▸ EXERCISE DESCRIPTION
Find each line below that includes "TrendRecord", then copy it.

+++ EXERCISE INPUTS

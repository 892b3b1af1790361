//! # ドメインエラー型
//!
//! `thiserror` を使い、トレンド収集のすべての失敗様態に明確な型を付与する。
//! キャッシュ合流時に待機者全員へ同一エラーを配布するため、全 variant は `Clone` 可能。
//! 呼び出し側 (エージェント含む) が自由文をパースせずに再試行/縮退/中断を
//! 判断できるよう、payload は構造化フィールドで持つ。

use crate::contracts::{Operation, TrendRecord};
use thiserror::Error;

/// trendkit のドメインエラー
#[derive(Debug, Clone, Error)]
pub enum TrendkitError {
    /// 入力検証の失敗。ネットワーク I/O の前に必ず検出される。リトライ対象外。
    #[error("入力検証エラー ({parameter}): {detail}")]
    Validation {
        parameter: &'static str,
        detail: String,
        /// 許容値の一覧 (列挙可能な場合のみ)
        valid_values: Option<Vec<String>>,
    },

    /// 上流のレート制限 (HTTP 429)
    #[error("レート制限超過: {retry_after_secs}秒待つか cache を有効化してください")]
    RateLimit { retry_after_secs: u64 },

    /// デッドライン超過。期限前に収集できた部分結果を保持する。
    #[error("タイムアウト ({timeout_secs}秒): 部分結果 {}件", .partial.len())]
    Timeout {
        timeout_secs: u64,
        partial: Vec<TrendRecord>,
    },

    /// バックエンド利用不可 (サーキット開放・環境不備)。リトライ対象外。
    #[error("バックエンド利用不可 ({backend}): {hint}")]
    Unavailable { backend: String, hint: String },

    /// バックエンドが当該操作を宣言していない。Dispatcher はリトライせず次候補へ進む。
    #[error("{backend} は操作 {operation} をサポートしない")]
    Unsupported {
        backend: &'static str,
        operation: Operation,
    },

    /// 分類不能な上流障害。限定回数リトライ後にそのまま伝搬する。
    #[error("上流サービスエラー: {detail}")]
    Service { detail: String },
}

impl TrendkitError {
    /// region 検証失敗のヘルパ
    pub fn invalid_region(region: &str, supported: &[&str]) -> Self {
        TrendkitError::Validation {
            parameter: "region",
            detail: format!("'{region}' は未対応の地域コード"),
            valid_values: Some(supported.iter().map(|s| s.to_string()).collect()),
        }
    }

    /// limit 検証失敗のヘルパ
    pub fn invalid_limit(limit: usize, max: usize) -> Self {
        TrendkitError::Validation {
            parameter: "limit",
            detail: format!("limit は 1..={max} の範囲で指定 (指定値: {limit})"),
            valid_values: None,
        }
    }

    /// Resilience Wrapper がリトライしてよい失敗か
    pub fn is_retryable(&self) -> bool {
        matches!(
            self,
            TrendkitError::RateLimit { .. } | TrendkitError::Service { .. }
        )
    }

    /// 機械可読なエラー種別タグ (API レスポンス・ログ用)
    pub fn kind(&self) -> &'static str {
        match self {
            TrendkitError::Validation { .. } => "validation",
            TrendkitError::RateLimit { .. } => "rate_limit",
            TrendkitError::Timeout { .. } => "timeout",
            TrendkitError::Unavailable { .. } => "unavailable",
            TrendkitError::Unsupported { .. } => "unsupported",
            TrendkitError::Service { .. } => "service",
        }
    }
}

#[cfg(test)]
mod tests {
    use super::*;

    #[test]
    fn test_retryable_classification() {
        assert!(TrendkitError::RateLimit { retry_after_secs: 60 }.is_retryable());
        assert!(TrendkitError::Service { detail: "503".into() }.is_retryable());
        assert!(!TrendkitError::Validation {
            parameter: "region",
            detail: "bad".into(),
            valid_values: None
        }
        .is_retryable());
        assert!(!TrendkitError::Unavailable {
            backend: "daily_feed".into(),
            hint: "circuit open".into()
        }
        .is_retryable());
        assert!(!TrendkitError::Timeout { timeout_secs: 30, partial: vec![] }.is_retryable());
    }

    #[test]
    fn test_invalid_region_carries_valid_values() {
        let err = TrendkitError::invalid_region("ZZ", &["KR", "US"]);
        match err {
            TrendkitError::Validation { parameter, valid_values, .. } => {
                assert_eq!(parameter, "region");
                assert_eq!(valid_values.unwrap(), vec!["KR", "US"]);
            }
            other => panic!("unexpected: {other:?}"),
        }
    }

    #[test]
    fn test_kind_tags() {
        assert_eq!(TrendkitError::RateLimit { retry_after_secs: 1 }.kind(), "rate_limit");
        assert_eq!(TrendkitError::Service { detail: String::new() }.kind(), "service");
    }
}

++++++

▸ EXERCISE ANSWER
use crate::contracts::{Operation, TrendRecord};
        partial: Vec<TrendRecord>,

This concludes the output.